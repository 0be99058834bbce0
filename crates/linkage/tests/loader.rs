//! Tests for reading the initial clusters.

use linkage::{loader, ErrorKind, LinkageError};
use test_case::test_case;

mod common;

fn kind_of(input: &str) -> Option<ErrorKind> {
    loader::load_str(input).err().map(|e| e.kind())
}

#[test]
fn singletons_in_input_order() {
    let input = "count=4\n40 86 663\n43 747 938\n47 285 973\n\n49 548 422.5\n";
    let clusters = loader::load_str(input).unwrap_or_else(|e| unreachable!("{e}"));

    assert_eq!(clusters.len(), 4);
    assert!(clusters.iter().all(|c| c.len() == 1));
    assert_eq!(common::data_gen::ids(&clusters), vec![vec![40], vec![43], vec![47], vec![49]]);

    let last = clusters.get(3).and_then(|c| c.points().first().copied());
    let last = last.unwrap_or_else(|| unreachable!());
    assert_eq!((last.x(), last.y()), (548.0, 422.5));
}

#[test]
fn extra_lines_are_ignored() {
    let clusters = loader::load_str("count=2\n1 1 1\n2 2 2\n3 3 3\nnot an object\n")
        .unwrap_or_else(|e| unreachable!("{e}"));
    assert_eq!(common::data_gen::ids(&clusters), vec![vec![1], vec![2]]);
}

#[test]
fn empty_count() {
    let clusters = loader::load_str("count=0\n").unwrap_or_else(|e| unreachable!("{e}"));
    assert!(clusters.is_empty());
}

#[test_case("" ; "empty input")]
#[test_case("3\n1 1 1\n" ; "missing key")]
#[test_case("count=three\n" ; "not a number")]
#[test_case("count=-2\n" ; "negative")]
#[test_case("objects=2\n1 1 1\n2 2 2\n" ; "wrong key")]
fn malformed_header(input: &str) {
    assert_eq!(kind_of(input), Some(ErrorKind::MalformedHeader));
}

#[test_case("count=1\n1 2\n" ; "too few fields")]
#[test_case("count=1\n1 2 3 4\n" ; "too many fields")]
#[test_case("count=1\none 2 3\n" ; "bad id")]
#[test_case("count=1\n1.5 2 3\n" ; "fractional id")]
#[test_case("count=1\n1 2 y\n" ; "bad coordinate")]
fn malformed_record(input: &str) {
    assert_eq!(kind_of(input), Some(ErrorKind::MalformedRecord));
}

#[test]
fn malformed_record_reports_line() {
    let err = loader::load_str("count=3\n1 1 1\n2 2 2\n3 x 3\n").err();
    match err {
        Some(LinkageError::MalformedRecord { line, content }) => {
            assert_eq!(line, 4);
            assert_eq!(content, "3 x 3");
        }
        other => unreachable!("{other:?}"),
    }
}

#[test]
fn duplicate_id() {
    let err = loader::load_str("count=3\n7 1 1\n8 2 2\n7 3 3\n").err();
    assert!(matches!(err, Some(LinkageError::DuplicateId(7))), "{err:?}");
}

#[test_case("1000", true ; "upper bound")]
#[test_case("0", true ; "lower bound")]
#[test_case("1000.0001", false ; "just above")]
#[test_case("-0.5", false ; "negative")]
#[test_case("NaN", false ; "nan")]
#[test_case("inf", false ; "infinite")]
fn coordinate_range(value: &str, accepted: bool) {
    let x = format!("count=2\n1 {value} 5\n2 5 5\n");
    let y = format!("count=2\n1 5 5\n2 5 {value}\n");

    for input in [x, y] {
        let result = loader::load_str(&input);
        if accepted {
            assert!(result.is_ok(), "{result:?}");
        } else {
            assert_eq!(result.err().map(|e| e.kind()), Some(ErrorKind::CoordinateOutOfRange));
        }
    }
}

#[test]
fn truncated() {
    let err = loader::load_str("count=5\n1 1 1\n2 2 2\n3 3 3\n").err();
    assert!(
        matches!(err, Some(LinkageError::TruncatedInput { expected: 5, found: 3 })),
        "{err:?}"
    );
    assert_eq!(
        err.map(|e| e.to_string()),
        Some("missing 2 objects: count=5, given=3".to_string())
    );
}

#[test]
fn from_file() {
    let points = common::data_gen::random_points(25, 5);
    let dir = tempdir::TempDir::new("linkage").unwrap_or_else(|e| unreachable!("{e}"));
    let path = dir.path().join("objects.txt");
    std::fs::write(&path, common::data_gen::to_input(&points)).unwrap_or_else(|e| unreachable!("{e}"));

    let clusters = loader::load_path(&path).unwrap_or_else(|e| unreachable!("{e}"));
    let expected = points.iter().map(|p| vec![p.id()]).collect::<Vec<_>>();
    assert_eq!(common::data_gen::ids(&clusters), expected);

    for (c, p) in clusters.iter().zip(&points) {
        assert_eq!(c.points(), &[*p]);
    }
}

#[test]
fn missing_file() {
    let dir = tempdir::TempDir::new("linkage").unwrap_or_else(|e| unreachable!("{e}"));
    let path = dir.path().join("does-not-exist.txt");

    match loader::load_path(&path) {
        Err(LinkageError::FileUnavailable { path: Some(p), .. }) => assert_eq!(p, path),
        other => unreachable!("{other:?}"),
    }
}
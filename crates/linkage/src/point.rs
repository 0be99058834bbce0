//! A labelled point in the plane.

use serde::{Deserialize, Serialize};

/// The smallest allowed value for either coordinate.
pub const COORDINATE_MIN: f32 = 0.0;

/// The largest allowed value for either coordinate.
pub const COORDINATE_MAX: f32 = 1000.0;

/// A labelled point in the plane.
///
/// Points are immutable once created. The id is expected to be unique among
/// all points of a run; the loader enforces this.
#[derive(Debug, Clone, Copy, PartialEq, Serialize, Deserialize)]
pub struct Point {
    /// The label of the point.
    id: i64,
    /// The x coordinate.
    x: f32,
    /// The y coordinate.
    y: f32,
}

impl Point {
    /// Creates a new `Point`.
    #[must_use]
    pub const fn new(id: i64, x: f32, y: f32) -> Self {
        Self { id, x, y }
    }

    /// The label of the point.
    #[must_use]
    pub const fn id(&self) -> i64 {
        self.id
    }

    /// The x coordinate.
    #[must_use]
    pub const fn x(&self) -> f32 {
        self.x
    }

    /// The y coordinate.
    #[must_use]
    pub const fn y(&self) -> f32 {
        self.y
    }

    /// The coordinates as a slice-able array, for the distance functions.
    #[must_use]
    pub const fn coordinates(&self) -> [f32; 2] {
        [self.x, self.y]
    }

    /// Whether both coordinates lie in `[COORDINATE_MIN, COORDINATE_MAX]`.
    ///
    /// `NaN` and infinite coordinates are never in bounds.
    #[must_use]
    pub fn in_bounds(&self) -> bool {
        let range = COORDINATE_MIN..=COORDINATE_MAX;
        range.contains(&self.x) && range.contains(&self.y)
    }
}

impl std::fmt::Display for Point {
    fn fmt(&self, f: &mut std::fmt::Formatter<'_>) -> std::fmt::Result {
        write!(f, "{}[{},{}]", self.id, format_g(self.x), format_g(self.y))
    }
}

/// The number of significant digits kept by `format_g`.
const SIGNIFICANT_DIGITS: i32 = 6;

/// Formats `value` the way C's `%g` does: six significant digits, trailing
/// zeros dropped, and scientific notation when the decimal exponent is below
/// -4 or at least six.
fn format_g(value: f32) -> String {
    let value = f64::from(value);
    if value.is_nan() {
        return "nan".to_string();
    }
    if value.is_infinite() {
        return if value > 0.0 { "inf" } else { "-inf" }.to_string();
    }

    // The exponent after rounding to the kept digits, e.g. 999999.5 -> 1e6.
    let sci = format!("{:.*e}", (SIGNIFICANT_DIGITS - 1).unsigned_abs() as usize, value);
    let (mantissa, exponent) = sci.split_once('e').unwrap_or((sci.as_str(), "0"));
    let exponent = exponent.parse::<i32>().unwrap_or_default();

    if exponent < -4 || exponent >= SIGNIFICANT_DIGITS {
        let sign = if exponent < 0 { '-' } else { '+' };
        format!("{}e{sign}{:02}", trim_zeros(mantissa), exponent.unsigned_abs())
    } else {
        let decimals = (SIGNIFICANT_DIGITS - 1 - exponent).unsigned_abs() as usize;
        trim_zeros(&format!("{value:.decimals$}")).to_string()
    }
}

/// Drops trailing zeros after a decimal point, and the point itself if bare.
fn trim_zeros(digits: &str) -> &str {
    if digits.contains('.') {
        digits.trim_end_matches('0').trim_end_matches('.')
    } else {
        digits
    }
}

◇ ◇ ◇

Only the lines above from the line with "fn coordinate_range(value: &str, accepted: bool)" to the line with "assert_eq!(common::data_gen::ids(&clusters), expected);", those two lines included, should be reproduced exactly.

fn coordinate_range(value: &str, accepted: bool) {
    let x = format!("count=2\n1 {value} 5\n2 5 5\n");
    let y = format!("count=2\n1 5 5\n2 5 {value}\n");

    for input in [x, y] {
        let result = loader::load_str(&input);
        if accepted {
            assert!(result.is_ok(), "{result:?}");
        } else {
            assert_eq!(result.err().map(|e| e.kind()), Some(ErrorKind::CoordinateOutOfRange));
        }
    }
}

#[test]
fn truncated() {
    let err = loader::load_str("count=5\n1 1 1\n2 2 2\n3 3 3\n").err();
    assert!(
        matches!(err, Some(LinkageError::TruncatedInput { expected: 5, found: 3 })),
        "{err:?}"
    );
    assert_eq!(
        err.map(|e| e.to_string()),
        Some("missing 2 objects: count=5, given=3".to_string())
    );
}

#[test]
fn from_file() {
    let points = common::data_gen::random_points(25, 5);
    let dir = tempdir::TempDir::new("linkage").unwrap_or_else(|e| unreachable!("{e}"));
    let path = dir.path().join("objects.txt");
    std::fs::write(&path, common::data_gen::to_input(&points)).unwrap_or_else(|e| unreachable!("{e}"));

    let clusters = loader::load_path(&path).unwrap_or_else(|e| unreachable!("{e}"));
    let expected = points.iter().map(|p| vec![p.id()]).collect::<Vec<_>>();
    assert_eq!(common::data_gen::ids(&clusters), expected);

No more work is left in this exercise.